Throughout, we included “humans in the loop”: researchers manually reviewed topics, merged overlapping themes, and corrected misclassified text segments where needed. We describe this as a computational qualitative approach, the questions and data are inductive and open‑ended, while the analytic pipeline is quantitative and scalable, with manual oversight to preserve interpretability. All analytic code is shared openly with the paper, so that other teams can adapt this workflow to their own cohort or clinical datasets.
What does this mean for research, practice and policy?
Rethinking how we study life events
Many widely used life‑event checklists focus primarily on stressors and threats, and often omit the positive, seemingly ‘mundane’ developmental milestones that adolescents themselves highlight as most important. Our findings suggest that this emphasis may give a skewed picture of young people’s lived experience. At the same time, they align well with multisystem models of resilience and recent work on benevolent and protective childhood experiences, which emphasise every day, relational and contextual resources as key supports for healthy development.
Using open‑text questions analysed with natural language processing allows large studies to capture a wider spectrum of youth life events, track how these self‑defined experiences change across adolescence and young adulthood, and examine how mental health symptoms influence which events are seen as “most important,” while integrating young people’s own words alongside standard quantitative measures.

Implications for prevention and care
For practitioners and policy‑makers, several points stand out:
- Youth is not only crisis. Most adolescents and young adults in our sample described positive, normative milestones as the key events in their recent lives. Recognising and supporting these everyday transitions—school and training pathways, friendships, first relationships, travel, steps toward independence—may be just as important as focusing on crises.
- Internalising symptoms change the lens. For young people with higher anxiety and depression symptoms, stressful interpersonal events and losses came to the foreground, and positive, achievement‑related events receded. This underlines the importance of early identification and support, not only to reduce distress but also to prevent a narrowing attribution of how life is experienced.

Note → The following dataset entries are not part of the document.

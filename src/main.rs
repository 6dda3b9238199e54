//! Hive - 指令驱动的 Bot 集群编排器
//!
//! 入口：初始化日志、按配置装配编排器，然后逐行读取标准输入。
//! 以 `:` 开头的是控制命令（:list / :start / :stop / :pause / :rotate / :proxies / :reload / :quit），其余行作为自然语言指令提交。

use anyhow::Context;
use hive::core::create_orchestrator_builder;
use hive::worker::WorkerFilter;
use hive::{observability, Orchestrator};
use tokio::io::{AsyncBufReadExt, BufReader};

const HELP: &str = "Commands: :list | :start <id> | :stop <id> | :pause <id> | :rotate <id> | :proxies | :reload | :quit\n\
Anything else is submitted as a command, e.g. \"get 500 listens on spotify\"";

#[tokio::main]
async fn main() -> anyhow::Result<()> {
    observability::init();

    let orchestrator = create_orchestrator_builder(None)
        .build()
        .await
        .context("Failed to build orchestrator")?;

    println!("{HELP}");
    let mut lines = BufReader::new(tokio::io::stdin()).lines();

    loop {
        tokio::select! {
            _ = tokio::signal::ctrl_c() => {
                tracing::info!("Ctrl+C received");
                break;
            }
            line = lines.next_line() => {
                let Some(line) = line.context("Failed to read stdin")? else {
                    break;
                };
                let line = line.trim();
                if line.is_empty() {
                    continue;
                }
                if !handle_line(&orchestrator, line).await {
                    break;
                }
            }
        }
    }

    orchestrator.shutdown().await;
    Ok(())
}

/// 处理一行输入；返回 false 表示退出
async fn handle_line(orchestrator: &Orchestrator, line: &str) -> bool {
    let (head, arg) = match line.split_once(char::is_whitespace) {
        Some((head, rest)) => (head, rest.trim()),
        None => (line, ""),
    };

    match head {
        ":quit" | ":q" => return false,
        ":help" => println!("{HELP}"),
        ":list" => {
            for view in orchestrator.registry().list(&WorkerFilter::default()).await {
                let last = view
                    .activity
                    .last()
                    .map(|e| e.description.as_str())
                    .unwrap_or("-");
                println!(
                    "{}  {:<32} {:?}  health {}% ({:?})  last: {}",
                    view.id, view.name, view.status, view.health_percentage, view.health, last
                );
            }
        }
        ":start" => print_result(orchestrator.start_worker(arg).await),
        ":stop" => print_result(orchestrator.stop_worker(arg).await),
        ":pause" => print_result(orchestrator.pause_worker(arg).await),
        ":rotate" => match orchestrator.rotate_proxy(arg).await {
            Ok(Some(address)) => println!("rotated to {address}"),
            Ok(None) => println!("no healthy proxies available"),
            Err(e) => println!("error: {e}"),
        },
        ":proxies" => {
            let pool = orchestrator.pool();
            println!(
                "provider {}  total {}  healthy {}  blacklisted {}",
                pool.provider_name().await,
                pool.len().await,
                pool.healthy_count().await,
                pool.blacklisted_count().await
            );
            for record in pool.snapshot().await {
                println!(
                    "{:<24} {:<10} {:>5}ms  rate {:.2}{}",
                    record.address,
                    record.region,
                    record.latency_ms,
                    record.success_rate,
                    if record.blacklisted { "  [blacklisted]" } else { "" }
                );
            }
        }
        ":reload" => match orchestrator.pool().reload().await {
            Ok(total) => println!("reloaded {total} proxies"),
            Err(e) => println!("error: {e}"),
        },
        _ if head.starts_with(':') => println!("unknown command\n{HELP}"),
        _ => {
            let outcome = orchestrator.submit_command(line).await;
            match serde_json::to_string_pretty(&outcome) {
                Ok(json) => println!("{json}"),
                Err(_) => println!("{}", outcome.message),
            }
        }
    }
    true
}

fn print_result(result: Result<bool, hive::HiveError>) {
    match result {
        Ok(true) => println!("ok"),
        Ok(false) => println!("no change"),
        Err(e) => println!("error: {e}"),
    }
}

- Promoting positive experiences as a resource. Interventions and youth policies that create opportunities for positive, personally meaningful experiences—stable educational routes, chances to succeed and feel effective, safe and supportive relationships, access to leisure and travel—may help foster resilience and well‑being, and perhaps buffer the impact of stressors over time.
Looking ahead
Our study is one of the first to use advanced natural language processing to analyse openly reported life events in a large urban cohort from mid‑adolescence to young adulthood. By combining self‑defined events with standardised measures and applying similar methods to other open‑text questions, as for instance young people’s hopes and worries for the future, we can build a richer picture of youth development. Natural language processing more broadly offers behavioural and mental health science a way to turn everyday language into scalable, theory‑relevant measures of psychological constructs, while maintaining rigour and reproducibility. Such approach can help research, services and policy align more closely with what matters in young people’s lives.